Glam rock visuals peaked during the mid 1970s with artists including T. Rex, David Bowie, Sweet, Roxy Music and Gary Glitter in the UK and New York Dolls, Lou Reed and Jobriath in the US. It declined after 1976, but had a major influence on genres including punk, glam metal, New Romantics and gothic rock and has sporadically revived since the 1990s.
Glam rock emerged out of the English psychedelic and art rock scenes of the late 1960s and can be seen as both an extension of, and reaction against, those trends. Its origins are associated with Marc Bolan, who had renamed his folk duo T. Rex and taken up electric instruments by the end of the 1960s.
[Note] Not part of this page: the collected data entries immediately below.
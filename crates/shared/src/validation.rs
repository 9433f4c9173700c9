//! Common validation utilities for network identifiers.

use ipnetwork::IpNetwork;
use lazy_static::lazy_static;
use regex::Regex;
use std::net::IpAddr;
use validator::ValidationError;

lazy_static! {
    static ref MAC_ADDRESS_REGEX: Regex =
        Regex::new(r"^(([0-9A-Fa-f]{2}:){5}|([0-9A-Fa-f]{2}-){5})[0-9A-Fa-f]{2}$").unwrap();
    static ref EXTENSION_NUMBER_REGEX: Regex = Regex::new(r"^[0-9]{2,10}$").unwrap();
}

fn error(code: &'static str, message: &'static str) -> ValidationError {
    let mut err = ValidationError::new(code);
    err.message = Some(message.into());
    err
}

/// Validates a MAC address in `aa:bb:cc:dd:ee:ff` or `aa-bb-cc-dd-ee-ff` form.
pub fn validate_mac_address(mac: &str) -> Result<(), ValidationError> {
    if MAC_ADDRESS_REGEX.is_match(mac) {
        Ok(())
    } else {
        Err(error(
            "mac_address_format",
            "MAC address must be six hex octets separated by ':' or '-'",
        ))
    }
}

/// Canonical storage form of a MAC address: lowercase, colon separated.
pub fn normalize_mac_address(mac: &str) -> String {
    mac.trim().replace('-', ":").to_lowercase()
}

/// Validates an IPv4 or IPv6 address.
pub fn validate_ip_address(ip: &str) -> Result<(), ValidationError> {
    ip.parse::<IpAddr>()
        .map(|_| ())
        .map_err(|_| error("ip_address_format", "Invalid IP address"))
}

/// Parses a subnet in CIDR notation. The prefix is required.
pub fn parse_subnet(subnet: &str) -> Option<IpNetwork> {
    let (addr, prefix) = subnet.split_once('/')?;
    IpNetwork::new(addr.parse().ok()?, prefix.parse().ok()?).ok()
}

/// Validates a subnet in CIDR notation, e.g. `10.12.0.0/24`.
pub fn validate_subnet(subnet: &str) -> Result<(), ValidationError> {
    parse_subnet(subnet)
        .map(|_| ())
        .ok_or_else(|| error("subnet_format", "Subnet must be in CIDR notation (e.g. 10.0.0.0/24)"))
}

/// Canonical storage form of a subnet: host bits cleared.
///
/// `10.0.0.5/24` becomes `10.0.0.0/24`.
pub fn normalize_subnet(subnet: &str) -> Option<String> {
    let net = parse_subnet(subnet)?;
    IpNetwork::new(net.network(), net.prefix())
        .ok()
        .map(|net| net.to_string())
}

/// Returns true when `ip` falls inside `subnet`.
///
/// Mixed address families never match. Malformed input never matches.
pub fn subnet_contains(subnet: &str, ip: &str) -> bool {
    match (parse_subnet(subnet), ip.parse::<IpAddr>()) {
        (Some(net), Ok(ip)) => net.contains(ip),
        _ => false,
    }
}

/// Validates a phone extension number (2 to 10 digits).
pub fn validate_extension_number(number: &str) -> Result<(), ValidationError> {
    if EXTENSION_NUMBER_REGEX.is_match(number) {
        Ok(())
    } else {
        Err(error(
            "extension_number_format",
            "Extension number must be 2 to 10 digits",
        ))
    }
}

/// Validates a percentage in `[0, 100]`. NaN and infinities are rejected.
pub fn validate_percentage(value: f64) -> Result<(), ValidationError> {
    if value.is_finite() && (0.0..=100.0).contains(&value) {
        Ok(())
    } else {
        Err(error("percentage_range", "Percentage must be between 0 and 100"))
    }
}

#[cfg(test)]
mod tests {
    use super::*;
    use fake::faker::internet::en::{IPv4, MACAddress};
    use fake::Fake;

    #[test]
    fn test_validate_mac_address() {
        assert!(validate_mac_address("00:1a:2b:3c:4d:5e").is_ok());
        assert!(validate_mac_address("00-1A-2B-3C-4D-5E").is_ok());
        assert!(validate_mac_address("00:1a:2b:3c:4d").is_err());
        assert!(validate_mac_address("00:1a-2b:3c:4d:5e").is_err());
        assert!(validate_mac_address("zz:1a:2b:3c:4d:5e").is_err());
        assert!(validate_mac_address("").is_err());
    }

    #[test]
    fn test_validate_mac_address_generated() {
        for _ in 0..20 {
            let mac: String = MACAddress().fake();
            assert!(validate_mac_address(&mac).is_ok(), "rejected {}", mac);
        }
    }

    #[test]
    fn test_normalize_mac_address() {
        assert_eq!(normalize_mac_address("00-1A-2B-3C-4D-5E"), "00:1a:2b:3c:4d:5e");
        assert_eq!(normalize_mac_address(" AA:BB:CC:DD:EE:FF "), "aa:bb:cc:dd:ee:ff");
    }

    #[test]
    fn test_validate_ip_address() {
        assert!(validate_ip_address("10.0.0.1").is_ok());
        assert!(validate_ip_address("fe80::1").is_ok());
        assert!(validate_ip_address("10.0.0.256").is_err());
        assert!(validate_ip_address("phone-1").is_err());

        let ip: String = IPv4().fake();
        assert!(validate_ip_address(&ip).is_ok());
    }

    #[test]
    fn test_validate_subnet() {
        assert!(validate_subnet("10.12.0.0/24").is_ok());
        assert!(validate_subnet("10.12.0.0/32").is_ok());
        assert!(validate_subnet("2001:db8::/48").is_ok());
        assert!(validate_subnet("10.12.0.0/33").is_err());
        assert!(validate_subnet("10.12.0.0").is_err());
        assert!(validate_subnet("10.12.0/24").is_err());
    }

    #[test]
    fn test_validate_subnet_error_message() {
        let err = validate_subnet("nope").unwrap_err();
        assert_eq!(
            err.message.unwrap().to_string(),
            "Subnet must be in CIDR notation (e.g. 10.0.0.0/24)"
        );
    }

    #[test]
    fn test_normalize_subnet() {
        assert_eq!(normalize_subnet("10.0.0.5/24").as_deref(), Some("10.0.0.0/24"));
        assert_eq!(normalize_subnet("10.0.0.0/24").as_deref(), Some("10.0.0.0/24"));
        assert_eq!(normalize_subnet("10.12.0.5/32").as_deref(), Some("10.12.0.5/32"));
        assert_eq!(normalize_subnet("2001:db8::1/48").as_deref(), Some("2001:db8::/48"));
        assert_eq!(normalize_subnet("10.0.0.0"), None);
        assert_eq!(normalize_subnet("10.0.0.0/40"), None);
    }

    #[test]
    fn test_subnet_contains_v4() {
        assert!(subnet_contains("10.12.0.0/24", "10.12.0.17"));
        assert!(subnet_contains("10.12.0.9/24", "10.12.0.200"));
        assert!(subnet_contains("10.12.0.0/24", "10.12.0.255"));
        assert!(!subnet_contains("10.12.0.0/24", "10.12.1.1"));
        assert!(subnet_contains("0.0.0.0/0", "192.168.1.1"));
        assert!(subnet_contains("10.12.0.5/32", "10.12.0.5"));
        assert!(!subnet_contains("10.12.0.5/32", "10.12.0.6"));
    }

    #[test]
    fn test_subnet_contains_v6_and_mixed() {
        assert!(subnet_contains("2001:db8::/48", "2001:db8:0:1::5"));
        assert!(!subnet_contains("2001:db8::/48", "2001:db9::5"));
        assert!(!subnet_contains("10.0.0.0/8", "::1"));
        assert!(!subnet_contains("garbage", "10.0.0.1"));
    }

    #[test]
    fn test_validate_extension_number() {
        assert!(validate_extension_number("4321").is_ok());
        assert!(validate_extension_number("12").is_ok());
        assert!(validate_extension_number("1").is_err());
        assert!(validate_extension_number("12345678901").is_err());
        assert!(validate_extension_number("12a4").is_err());
    }

    #[test]
    fn test_validate_percentage() {
        assert!(validate_percentage(0.0).is_ok());
        assert!(validate_percentage(42.5).is_ok());
        assert!(validate_percentage(100.0).is_ok());
        assert!(validate_percentage(-0.1).is_err());
        assert!(validate_percentage(100.1).is_err());
        assert!(validate_percentage(f64::NAN).is_err());
        assert!(validate_percentage(f64::INFINITY).is_err());
    }
}
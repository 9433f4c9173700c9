//! Phone extension domain model.

use chrono::{DateTime, Utc};
use serde::{Deserialize, Serialize};
use validator::Validate;

/// A phone extension. `devices_registered` is a denormalized count of the
/// devices linked through `device_extensions`.
#[derive(Debug, Clone, Serialize, Deserialize)]
#[serde(rename_all = "snake_case")]
pub struct Extension {
    pub id: i64,
    pub extension_number: String,
    pub user_first_name: String,
    pub user_last_name: String,
    pub devices_registered: i32,
    pub created_at: DateTime<Utc>,
    pub updated_at: DateTime<Utc>,
}

impl Extension {
    pub fn user_full_name(&self) -> String {
        format!("{} {}", self.user_first_name, self.user_last_name)
            .trim()
            .to_string()
    }
}

/// Request payload for creating an extension.
#[derive(Debug, Clone, Deserialize, Validate)]
pub struct CreateExtensionRequest {
    #[validate(custom(function = "shared::validation::validate_extension_number"))]
    pub extension_number: String,

    #[validate(length(max = 100, message = "First name must be at most 100 characters"))]
    #[serde(default)]
    pub user_first_name: String,

    #[validate(length(max = 100, message = "Last name must be at most 100 characters"))]
    #[serde(default)]
    pub user_last_name: String,
}

/// Request payload for a partial extension update.
#[derive(Debug, Clone, Deserialize, Validate)]
pub struct UpdateExtensionRequest {
    #[validate(custom(function = "shared::validation::validate_extension_number"))]
    pub extension_number: Option<String>,

    #[validate(length(max = 100, message = "First name must be at most 100 characters"))]
    pub user_first_name: Option<String>,

    #[validate(length(max = 100, message = "Last name must be at most 100 characters"))]
    pub user_last_name: Option<String>,
}
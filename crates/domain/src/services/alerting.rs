//! Alert evaluation over building statuses.

use chrono::{DateTime, Utc};
use serde::Serialize;

use crate::models::{AlertLevel, AlertSettings, BuildingStatus, Device};

/// A building currently above the upper threshold.
#[derive(Debug, Clone, Serialize)]
#[serde(rename_all = "snake_case")]
pub struct BuildingAlert {
    pub building_id: i64,
    pub building_name: String,
    pub offline_devices: i64,
    pub total_devices: i64,
    pub offline_percentage: f64,
}

/// An offline device flagged as critical.
#[derive(Debug, Clone, Serialize)]
#[serde(rename_all = "snake_case")]
pub struct CriticalDeviceAlert {
    pub device_id: i64,
    pub ip_address: String,
    pub mac_address: String,
    pub owner: Option<String>,
}

impl From<&Device> for CriticalDeviceAlert {
    fn from(device: &Device) -> Self {
        Self {
            device_id: device.id,
            ip_address: device.ip_address.clone(),
            mac_address: device.mac_address.clone(),
            owner: device.owner.clone(),
        }
    }
}

/// Everything a critical-alert notification needs.
#[derive(Debug, Clone, Serialize)]
#[serde(rename_all = "snake_case")]
pub struct CriticalAlert {
    pub upper_threshold: i32,
    pub buildings: Vec<BuildingAlert>,
    pub critical_devices: Vec<CriticalDeviceAlert>,
    pub generated_at: DateTime<Utc>,
}

impl CriticalAlert {
    pub fn subject(&self) -> String {
        match (self.buildings.len(), self.critical_devices.len()) {
            (0, n) => format!("Critical alert: {} critical device(s) offline", n),
            (b, 0) => format!(
                "Critical alert: {} building(s) above {}% offline",
                b, self.upper_threshold
            ),
            (b, n) => format!(
                "Critical alert: {} building(s) above {}% offline, {} critical device(s) offline",
                b, self.upper_threshold, n
            ),
        }
    }

    /// Plain-text body listing every affected building and device.
    pub fn body_text(&self) -> String {
        let mut lines = vec![format!(
            "Alert threshold: {}% offline ({})",
            self.upper_threshold,
            self.generated_at.format("%Y-%m-%d %H:%M UTC")
        )];

        if !self.buildings.is_empty() {
            lines.push(String::new());
            lines.push("Buildings:".to_string());
            for b in &self.buildings {
                lines.push(format!(
                    "  - {}: {}/{} offline ({:.1}%)",
                    b.building_name, b.offline_devices, b.total_devices, b.offline_percentage
                ));
            }
        }

        if !self.critical_devices.is_empty() {
            lines.push(String::new());
            lines.push("Critical devices offline:".to_string());
            for d in &self.critical_devices {
                lines.push(format!(
                    "  - {} ({}){}",
                    d.ip_address,
                    d.mac_address,
                    d.owner
                        .as_deref()
                        .map(|o| format!(", owner {}", o))
                        .unwrap_or_default()
                ));
            }
        }

        lines.join("\n")
    }
}

/// Buildings classified red under `settings`.
pub fn red_buildings(settings: &AlertSettings, buildings: &[BuildingStatus]) -> Vec<BuildingAlert> {
    buildings
        .iter()
        .filter(|b| settings.alert_level(b.offline_percentage) == AlertLevel::Red)
        .map(|b| BuildingAlert {
            building_id: b.id,
            building_name: b.name.clone(),
            offline_devices: b.offline_devices,
            total_devices: b.total_devices,
            offline_percentage: b.offline_percentage,
        })
        .collect()
}

/// Builds a critical alert, or `None` when alerting is off or nothing is wrong.
pub fn evaluate(
    settings: &AlertSettings,
    buildings: &[BuildingStatus],
    offline_critical_devices: &[Device],
) -> Option<CriticalAlert> {
    if !settings.is_active {
        return None;
    }

    let buildings = red_buildings(settings, buildings);
    let critical_devices: Vec<CriticalDeviceAlert> =
        offline_critical_devices.iter().map(Into::into).collect();

    if buildings.is_empty() && critical_devices.is_empty() {
        return None;
    }

    Some(CriticalAlert {
        upper_threshold: settings.upper_threshold,
        buildings,
        critical_devices,
        generated_at: Utc::now(),
    })
}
Often cited as the moment of inception is his appearance on the UK TV programme Top of the Pops in March 1971 wearing glitter and satins, to perform what would be his second UK Top 10 hit (and first UK Number 1 hit), "Hot Love". From late 1971, already a minor star, David Bowie developed his Ziggy Stardust persona, incorporating elements of professional make up, mime and performance into his act. Bowie in a 1972 interview while noting that other artists described as glam rock were doing different work said "I think glam rock is a lovely way to categorize me and it's even nicer to be one of the leaders of it". These performers were soon followed in the style by acts including Roxy Music, Sweet, Slade, Mott the Hoople, Mud and Alvin Stardust. While highly successful in the single charts in the UK, very few of these musicians were able to make a serious impact in the United States; Bowie was the major exception becoming an international superstar and prompting the adoption of glam styles among acts like Lou Reed, Iggy Pop, New York Dolls and Jobriath, often known as "glitter rock" and with a darker lyrical content than their British counterparts.
In the UK the term glitter rock was most often used to refer to the extreme version of glam pursued by Gary Glitter and his support musicians the Glitter Band, who between them achieved eighteen top ten singles in the UK between 1972 and 1976. A second wave of glam rock acts, including Suzi Quatro, Roy Wood's Wizzard and Sparks, dominated the British single charts from about 1974 to 1976. Quatro directly inspired the pioneering Los Angeles based all-girl group The Runaways. Existing acts, some not usually considered central to the genre, also adopted glam styles, including Rod Stewart, Elton John, Queen and, for a time, the Rolling Stones. Punk rock, often seen as a reaction to the artifice of glam rock, but using some elements of the genre including makeup and involving covers versions of glam rock records, helped end the fashion for glam from about 1976.